Stored dataset items
Start of Block
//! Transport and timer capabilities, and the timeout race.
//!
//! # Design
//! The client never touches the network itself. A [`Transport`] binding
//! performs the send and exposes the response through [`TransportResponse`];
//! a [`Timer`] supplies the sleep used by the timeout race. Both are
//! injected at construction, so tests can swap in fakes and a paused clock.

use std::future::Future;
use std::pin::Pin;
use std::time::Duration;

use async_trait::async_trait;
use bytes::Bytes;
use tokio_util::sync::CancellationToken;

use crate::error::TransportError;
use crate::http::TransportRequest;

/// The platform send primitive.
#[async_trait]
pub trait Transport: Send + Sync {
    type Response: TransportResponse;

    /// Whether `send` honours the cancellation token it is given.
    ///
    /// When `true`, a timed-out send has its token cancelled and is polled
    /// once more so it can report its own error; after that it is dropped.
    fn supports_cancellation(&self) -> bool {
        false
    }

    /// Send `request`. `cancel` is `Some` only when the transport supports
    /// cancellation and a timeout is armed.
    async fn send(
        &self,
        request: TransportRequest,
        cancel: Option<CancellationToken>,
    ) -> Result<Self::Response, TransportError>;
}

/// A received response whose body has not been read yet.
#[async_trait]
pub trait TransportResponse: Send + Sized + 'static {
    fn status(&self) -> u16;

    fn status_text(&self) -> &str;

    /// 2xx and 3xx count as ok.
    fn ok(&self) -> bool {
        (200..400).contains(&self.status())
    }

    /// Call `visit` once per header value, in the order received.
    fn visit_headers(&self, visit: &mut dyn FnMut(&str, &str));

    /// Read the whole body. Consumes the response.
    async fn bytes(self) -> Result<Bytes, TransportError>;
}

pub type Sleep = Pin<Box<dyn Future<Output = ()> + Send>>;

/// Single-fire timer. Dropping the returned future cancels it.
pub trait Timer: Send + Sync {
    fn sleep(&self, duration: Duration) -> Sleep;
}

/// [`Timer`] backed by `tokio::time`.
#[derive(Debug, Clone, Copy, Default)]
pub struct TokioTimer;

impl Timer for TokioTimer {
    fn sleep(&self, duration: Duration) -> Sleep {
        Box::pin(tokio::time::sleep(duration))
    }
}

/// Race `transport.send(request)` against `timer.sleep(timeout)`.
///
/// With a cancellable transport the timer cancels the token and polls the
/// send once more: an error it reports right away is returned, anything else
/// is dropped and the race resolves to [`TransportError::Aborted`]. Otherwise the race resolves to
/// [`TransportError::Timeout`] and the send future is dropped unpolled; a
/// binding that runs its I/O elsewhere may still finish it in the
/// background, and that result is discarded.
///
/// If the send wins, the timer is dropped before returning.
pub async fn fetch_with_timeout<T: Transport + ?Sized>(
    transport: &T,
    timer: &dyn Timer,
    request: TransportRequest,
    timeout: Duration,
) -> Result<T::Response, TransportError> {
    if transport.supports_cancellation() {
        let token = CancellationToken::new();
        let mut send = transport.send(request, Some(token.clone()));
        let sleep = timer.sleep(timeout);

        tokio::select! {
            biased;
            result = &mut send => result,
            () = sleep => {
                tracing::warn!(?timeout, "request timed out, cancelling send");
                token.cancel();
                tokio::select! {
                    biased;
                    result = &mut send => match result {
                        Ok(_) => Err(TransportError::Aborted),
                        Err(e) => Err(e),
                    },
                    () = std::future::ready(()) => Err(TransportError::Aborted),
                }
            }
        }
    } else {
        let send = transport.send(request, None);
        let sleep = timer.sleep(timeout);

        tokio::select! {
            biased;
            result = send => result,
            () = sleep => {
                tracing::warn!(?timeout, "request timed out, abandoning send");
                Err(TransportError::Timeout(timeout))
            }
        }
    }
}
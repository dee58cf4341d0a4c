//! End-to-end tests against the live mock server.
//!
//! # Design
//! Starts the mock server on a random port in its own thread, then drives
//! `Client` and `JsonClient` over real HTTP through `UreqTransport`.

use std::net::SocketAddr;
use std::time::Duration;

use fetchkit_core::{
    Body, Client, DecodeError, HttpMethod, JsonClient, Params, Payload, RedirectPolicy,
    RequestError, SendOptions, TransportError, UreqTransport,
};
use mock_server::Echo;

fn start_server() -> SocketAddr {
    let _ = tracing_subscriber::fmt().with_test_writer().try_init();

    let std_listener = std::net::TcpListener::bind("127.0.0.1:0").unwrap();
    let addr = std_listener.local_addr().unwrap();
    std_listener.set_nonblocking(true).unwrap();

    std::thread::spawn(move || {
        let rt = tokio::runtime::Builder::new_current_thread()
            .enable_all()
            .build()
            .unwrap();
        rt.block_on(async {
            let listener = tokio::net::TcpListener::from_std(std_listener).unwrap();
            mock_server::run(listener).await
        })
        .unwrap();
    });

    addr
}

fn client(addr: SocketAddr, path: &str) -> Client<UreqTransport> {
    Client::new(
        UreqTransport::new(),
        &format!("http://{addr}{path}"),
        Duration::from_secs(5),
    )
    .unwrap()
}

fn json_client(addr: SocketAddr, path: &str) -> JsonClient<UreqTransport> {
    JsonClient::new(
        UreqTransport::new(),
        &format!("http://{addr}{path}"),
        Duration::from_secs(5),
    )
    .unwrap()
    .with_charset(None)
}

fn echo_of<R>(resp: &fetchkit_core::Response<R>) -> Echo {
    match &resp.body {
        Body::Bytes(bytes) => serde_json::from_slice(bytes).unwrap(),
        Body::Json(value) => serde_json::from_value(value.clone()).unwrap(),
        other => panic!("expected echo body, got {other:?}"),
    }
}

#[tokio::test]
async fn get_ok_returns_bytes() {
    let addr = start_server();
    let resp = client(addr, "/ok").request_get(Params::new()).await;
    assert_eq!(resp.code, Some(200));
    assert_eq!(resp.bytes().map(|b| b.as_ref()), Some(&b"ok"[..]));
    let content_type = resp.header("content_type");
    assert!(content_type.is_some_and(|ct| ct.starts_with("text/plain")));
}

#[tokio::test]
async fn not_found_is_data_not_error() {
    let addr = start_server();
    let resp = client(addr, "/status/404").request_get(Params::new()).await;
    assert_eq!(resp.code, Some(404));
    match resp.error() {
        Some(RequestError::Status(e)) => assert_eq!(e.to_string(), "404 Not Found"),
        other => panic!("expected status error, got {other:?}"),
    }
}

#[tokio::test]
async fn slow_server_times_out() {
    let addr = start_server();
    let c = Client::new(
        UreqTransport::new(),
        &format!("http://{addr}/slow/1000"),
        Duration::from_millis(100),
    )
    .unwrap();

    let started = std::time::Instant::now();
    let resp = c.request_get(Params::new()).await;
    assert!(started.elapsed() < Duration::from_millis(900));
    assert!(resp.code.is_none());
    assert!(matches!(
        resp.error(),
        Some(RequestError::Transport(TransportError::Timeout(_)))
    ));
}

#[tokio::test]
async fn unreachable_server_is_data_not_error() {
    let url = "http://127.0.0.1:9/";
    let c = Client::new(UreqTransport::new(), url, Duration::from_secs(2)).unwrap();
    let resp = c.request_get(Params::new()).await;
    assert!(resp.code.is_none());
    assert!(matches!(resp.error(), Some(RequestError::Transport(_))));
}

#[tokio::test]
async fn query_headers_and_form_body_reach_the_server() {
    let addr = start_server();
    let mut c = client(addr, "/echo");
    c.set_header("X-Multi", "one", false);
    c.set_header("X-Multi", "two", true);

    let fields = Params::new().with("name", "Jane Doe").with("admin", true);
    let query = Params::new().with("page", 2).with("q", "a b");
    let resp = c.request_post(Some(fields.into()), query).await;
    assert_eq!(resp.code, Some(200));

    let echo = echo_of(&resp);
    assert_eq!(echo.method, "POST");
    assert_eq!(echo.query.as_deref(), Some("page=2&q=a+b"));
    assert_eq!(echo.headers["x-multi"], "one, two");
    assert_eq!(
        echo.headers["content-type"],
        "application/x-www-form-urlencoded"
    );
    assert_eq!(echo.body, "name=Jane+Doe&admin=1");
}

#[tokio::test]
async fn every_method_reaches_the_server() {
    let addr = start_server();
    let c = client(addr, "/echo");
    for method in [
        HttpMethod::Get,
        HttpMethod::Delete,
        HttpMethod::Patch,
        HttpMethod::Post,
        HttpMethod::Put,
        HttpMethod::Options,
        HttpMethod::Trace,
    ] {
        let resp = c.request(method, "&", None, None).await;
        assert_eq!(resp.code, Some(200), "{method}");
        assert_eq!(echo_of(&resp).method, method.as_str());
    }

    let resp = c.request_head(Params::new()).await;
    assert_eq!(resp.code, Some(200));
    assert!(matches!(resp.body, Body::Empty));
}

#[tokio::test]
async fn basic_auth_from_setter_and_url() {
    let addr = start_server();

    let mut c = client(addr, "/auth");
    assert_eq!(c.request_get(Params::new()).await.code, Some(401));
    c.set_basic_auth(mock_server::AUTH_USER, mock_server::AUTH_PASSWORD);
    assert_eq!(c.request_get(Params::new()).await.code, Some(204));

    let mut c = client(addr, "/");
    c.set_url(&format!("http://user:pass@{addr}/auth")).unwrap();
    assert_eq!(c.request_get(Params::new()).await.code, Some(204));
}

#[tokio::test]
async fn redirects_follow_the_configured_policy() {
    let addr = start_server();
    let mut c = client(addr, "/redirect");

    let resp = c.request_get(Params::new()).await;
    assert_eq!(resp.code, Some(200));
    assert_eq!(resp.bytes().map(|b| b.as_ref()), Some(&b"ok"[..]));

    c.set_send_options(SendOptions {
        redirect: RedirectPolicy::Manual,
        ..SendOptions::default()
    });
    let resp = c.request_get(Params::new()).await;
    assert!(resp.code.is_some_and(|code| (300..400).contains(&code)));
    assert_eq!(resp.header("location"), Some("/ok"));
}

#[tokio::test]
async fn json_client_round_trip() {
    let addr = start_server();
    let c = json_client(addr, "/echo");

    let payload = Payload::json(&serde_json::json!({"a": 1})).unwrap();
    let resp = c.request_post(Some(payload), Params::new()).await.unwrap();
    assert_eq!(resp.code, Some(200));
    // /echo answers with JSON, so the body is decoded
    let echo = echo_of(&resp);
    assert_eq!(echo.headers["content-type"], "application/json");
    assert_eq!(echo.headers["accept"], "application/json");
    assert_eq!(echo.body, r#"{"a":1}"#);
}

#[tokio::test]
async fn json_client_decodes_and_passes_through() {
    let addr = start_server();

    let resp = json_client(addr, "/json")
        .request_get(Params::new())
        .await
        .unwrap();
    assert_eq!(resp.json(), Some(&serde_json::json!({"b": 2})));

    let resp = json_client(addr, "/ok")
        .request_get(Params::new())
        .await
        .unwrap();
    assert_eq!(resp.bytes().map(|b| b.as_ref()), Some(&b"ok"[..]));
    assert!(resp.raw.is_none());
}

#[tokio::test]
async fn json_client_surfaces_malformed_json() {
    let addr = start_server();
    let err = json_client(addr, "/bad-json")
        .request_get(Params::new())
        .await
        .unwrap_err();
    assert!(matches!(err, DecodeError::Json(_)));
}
End of Block
Start of Block
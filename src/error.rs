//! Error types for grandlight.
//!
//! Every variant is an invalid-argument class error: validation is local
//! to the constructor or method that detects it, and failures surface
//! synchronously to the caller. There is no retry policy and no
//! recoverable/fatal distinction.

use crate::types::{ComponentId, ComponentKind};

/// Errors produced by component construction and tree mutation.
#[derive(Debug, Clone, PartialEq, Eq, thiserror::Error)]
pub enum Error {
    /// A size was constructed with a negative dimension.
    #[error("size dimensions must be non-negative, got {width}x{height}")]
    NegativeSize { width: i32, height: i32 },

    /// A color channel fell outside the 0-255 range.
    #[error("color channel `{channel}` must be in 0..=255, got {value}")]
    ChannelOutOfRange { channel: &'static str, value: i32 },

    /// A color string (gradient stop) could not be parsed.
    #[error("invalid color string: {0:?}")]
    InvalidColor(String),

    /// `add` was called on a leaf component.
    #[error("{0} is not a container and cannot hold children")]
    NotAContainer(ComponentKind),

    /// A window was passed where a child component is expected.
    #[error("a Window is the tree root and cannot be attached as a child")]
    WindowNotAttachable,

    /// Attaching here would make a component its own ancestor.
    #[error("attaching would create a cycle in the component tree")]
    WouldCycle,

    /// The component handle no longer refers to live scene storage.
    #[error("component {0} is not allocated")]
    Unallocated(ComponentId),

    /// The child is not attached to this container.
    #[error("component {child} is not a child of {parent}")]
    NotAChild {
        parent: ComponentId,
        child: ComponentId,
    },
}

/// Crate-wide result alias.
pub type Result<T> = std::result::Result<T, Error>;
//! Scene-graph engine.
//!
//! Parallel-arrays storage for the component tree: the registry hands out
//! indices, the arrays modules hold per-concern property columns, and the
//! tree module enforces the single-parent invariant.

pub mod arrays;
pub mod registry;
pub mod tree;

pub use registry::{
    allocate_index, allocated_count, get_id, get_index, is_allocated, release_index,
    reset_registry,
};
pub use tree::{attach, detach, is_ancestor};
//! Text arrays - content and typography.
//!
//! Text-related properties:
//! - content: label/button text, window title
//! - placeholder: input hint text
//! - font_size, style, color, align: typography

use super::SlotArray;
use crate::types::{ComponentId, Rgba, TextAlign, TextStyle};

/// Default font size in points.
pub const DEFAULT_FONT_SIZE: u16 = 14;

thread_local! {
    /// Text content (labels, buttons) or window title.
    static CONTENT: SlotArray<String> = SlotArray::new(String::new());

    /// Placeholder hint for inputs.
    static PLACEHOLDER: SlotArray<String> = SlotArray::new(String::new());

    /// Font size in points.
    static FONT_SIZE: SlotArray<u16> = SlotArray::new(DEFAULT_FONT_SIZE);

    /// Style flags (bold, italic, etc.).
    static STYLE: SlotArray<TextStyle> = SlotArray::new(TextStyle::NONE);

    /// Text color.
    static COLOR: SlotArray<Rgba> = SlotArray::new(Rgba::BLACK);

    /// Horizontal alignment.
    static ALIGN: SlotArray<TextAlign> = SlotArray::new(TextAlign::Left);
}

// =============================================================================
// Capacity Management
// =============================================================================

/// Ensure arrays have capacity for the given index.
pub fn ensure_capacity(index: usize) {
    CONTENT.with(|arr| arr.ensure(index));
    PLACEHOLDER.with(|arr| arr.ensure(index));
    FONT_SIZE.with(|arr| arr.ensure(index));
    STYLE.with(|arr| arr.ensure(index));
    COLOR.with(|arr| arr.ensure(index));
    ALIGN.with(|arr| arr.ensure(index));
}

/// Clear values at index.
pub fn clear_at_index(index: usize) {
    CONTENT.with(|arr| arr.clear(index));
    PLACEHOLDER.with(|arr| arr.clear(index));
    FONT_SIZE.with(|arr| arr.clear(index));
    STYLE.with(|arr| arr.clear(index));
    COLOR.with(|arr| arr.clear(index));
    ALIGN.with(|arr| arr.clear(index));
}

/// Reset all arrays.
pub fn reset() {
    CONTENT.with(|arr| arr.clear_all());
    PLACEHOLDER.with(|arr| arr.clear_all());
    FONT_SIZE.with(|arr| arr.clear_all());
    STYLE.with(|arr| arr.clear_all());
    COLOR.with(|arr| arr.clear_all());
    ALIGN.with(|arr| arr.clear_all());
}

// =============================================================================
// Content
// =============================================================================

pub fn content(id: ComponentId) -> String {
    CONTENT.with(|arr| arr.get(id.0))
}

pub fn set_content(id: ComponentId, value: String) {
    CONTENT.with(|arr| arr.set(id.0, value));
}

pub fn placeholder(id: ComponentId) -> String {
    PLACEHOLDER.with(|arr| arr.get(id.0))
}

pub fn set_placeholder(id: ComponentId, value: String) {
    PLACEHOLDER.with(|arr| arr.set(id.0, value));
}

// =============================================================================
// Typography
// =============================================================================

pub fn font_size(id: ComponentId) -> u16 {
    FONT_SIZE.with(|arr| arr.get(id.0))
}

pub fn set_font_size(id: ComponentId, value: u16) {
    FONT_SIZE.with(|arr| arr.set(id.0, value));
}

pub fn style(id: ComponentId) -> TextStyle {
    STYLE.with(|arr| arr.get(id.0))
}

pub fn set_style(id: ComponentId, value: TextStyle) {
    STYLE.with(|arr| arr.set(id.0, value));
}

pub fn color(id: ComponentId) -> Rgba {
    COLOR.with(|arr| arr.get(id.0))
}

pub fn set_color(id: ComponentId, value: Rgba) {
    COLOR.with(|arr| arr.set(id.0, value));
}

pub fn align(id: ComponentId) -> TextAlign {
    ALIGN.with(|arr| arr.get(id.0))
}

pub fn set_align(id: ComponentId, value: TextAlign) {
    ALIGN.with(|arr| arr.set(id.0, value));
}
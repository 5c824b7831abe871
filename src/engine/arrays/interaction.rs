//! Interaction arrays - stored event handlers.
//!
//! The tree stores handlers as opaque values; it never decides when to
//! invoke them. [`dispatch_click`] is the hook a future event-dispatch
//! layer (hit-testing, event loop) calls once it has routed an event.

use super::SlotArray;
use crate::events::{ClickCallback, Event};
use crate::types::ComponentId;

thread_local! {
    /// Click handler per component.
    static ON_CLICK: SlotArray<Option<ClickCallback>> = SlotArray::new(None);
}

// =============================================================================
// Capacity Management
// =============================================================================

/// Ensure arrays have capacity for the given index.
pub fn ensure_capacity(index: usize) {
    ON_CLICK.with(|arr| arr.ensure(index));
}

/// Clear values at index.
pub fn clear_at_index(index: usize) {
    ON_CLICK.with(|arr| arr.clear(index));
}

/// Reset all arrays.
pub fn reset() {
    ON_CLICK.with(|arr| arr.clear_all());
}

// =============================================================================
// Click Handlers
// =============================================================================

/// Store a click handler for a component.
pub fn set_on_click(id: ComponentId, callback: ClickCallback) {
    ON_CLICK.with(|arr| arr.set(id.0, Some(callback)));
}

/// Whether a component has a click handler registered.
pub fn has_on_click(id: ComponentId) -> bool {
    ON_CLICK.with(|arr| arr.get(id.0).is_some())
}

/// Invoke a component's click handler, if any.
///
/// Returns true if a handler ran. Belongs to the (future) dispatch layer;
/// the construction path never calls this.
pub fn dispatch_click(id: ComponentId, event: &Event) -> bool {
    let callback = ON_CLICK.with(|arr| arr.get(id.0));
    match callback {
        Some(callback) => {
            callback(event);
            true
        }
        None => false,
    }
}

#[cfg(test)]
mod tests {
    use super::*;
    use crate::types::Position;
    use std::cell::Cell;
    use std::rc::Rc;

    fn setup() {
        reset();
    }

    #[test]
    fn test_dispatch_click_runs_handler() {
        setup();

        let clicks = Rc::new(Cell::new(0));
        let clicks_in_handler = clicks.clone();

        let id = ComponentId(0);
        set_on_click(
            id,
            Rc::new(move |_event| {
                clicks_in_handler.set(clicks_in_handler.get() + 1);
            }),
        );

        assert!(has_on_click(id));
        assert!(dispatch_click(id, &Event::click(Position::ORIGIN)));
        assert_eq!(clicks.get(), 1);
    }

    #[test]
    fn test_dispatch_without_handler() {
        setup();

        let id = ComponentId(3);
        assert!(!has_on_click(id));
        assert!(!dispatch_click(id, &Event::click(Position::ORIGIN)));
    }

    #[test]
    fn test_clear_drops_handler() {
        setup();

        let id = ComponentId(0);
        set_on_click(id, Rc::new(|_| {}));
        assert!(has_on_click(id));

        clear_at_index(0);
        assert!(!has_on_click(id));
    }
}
End of Block
Start of Block
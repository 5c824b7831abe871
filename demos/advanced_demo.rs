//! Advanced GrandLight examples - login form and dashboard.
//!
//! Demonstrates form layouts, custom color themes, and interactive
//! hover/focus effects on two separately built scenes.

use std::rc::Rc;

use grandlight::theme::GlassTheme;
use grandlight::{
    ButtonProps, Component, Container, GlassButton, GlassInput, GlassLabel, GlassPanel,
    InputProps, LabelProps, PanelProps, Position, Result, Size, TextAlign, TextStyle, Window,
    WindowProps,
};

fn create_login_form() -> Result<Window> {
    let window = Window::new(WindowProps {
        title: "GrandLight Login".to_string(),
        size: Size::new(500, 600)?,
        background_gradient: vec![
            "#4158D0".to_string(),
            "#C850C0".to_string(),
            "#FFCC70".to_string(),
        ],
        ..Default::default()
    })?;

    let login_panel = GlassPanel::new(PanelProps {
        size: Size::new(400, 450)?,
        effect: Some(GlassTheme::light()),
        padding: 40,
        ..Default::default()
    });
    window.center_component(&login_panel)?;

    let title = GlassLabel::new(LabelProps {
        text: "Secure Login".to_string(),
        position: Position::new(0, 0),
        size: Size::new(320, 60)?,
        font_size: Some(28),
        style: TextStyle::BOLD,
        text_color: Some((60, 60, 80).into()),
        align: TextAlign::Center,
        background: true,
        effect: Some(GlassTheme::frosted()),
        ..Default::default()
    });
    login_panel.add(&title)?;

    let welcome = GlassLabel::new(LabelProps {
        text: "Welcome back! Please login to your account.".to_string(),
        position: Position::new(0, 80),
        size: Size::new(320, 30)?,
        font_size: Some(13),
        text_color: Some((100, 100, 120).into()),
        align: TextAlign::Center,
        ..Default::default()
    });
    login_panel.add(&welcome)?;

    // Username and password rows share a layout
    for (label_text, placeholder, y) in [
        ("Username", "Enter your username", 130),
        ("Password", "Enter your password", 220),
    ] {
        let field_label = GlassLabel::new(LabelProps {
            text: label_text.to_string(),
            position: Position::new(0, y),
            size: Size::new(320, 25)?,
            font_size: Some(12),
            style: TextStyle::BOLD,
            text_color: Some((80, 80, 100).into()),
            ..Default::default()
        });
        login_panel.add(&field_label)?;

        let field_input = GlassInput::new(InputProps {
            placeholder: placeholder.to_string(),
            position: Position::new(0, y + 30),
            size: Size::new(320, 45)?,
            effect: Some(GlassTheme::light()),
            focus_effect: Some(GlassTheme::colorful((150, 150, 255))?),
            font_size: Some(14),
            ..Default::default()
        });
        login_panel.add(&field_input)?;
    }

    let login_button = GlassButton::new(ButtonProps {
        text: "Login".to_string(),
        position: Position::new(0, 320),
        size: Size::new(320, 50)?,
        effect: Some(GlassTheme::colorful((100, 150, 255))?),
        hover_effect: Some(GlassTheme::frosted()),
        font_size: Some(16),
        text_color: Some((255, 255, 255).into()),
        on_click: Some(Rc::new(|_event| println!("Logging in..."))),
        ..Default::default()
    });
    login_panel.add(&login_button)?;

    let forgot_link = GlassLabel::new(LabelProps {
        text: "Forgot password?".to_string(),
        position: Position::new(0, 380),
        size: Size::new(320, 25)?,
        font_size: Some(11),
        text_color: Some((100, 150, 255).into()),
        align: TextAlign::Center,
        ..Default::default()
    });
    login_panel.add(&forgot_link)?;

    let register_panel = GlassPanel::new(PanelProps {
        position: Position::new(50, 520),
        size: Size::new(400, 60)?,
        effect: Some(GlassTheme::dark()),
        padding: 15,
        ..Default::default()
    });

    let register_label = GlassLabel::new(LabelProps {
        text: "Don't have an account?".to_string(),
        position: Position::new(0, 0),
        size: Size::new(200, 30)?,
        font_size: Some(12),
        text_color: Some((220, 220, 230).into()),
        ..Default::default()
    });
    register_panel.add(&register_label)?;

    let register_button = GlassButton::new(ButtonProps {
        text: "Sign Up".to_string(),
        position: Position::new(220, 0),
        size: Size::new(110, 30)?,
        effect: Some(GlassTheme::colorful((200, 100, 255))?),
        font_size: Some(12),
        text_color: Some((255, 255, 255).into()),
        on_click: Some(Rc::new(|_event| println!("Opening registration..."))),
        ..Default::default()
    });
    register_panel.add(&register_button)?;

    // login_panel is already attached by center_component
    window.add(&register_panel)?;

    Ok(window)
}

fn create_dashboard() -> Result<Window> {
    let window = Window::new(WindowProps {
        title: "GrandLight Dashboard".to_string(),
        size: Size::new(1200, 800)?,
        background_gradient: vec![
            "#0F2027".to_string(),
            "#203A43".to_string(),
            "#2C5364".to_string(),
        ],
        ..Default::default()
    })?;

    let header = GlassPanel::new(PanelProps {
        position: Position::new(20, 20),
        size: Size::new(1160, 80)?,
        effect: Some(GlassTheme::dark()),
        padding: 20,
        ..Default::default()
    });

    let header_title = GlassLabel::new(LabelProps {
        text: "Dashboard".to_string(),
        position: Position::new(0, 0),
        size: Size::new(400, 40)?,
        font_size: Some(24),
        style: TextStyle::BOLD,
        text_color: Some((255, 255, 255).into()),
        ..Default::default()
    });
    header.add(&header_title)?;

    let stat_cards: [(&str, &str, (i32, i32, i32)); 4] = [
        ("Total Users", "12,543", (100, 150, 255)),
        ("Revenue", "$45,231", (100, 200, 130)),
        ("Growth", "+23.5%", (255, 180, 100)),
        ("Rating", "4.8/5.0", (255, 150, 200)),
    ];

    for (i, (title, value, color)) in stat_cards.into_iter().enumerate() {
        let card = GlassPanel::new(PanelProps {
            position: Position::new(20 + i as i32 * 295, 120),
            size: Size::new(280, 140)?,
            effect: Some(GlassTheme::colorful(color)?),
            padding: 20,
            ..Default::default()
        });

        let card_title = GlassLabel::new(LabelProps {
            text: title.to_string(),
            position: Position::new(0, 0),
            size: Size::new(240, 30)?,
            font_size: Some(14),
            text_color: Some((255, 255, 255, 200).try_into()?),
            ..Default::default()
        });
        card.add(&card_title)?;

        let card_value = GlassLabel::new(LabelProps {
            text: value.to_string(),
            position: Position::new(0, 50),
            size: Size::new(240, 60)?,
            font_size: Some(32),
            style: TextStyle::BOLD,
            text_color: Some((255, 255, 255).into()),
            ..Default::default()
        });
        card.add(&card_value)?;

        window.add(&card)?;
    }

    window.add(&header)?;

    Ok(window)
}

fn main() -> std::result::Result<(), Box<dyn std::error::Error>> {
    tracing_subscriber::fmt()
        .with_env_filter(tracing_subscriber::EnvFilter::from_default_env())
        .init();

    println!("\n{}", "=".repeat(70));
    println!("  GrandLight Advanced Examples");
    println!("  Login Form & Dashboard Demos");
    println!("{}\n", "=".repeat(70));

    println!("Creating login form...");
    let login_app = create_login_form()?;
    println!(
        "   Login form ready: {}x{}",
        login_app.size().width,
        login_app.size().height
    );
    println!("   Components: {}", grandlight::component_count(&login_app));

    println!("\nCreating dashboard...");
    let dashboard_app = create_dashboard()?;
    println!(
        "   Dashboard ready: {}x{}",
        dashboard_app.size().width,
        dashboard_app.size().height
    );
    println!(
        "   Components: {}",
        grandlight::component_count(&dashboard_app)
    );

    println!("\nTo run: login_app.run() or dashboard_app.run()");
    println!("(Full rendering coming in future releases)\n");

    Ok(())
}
End of Block
▸ **Aim of the task**
Only the lines containing the string "false" are needed; pull them out of the records.

▸ **The completed task**
        false
    c.set_header("X-Multi", "one", false);
        None => false,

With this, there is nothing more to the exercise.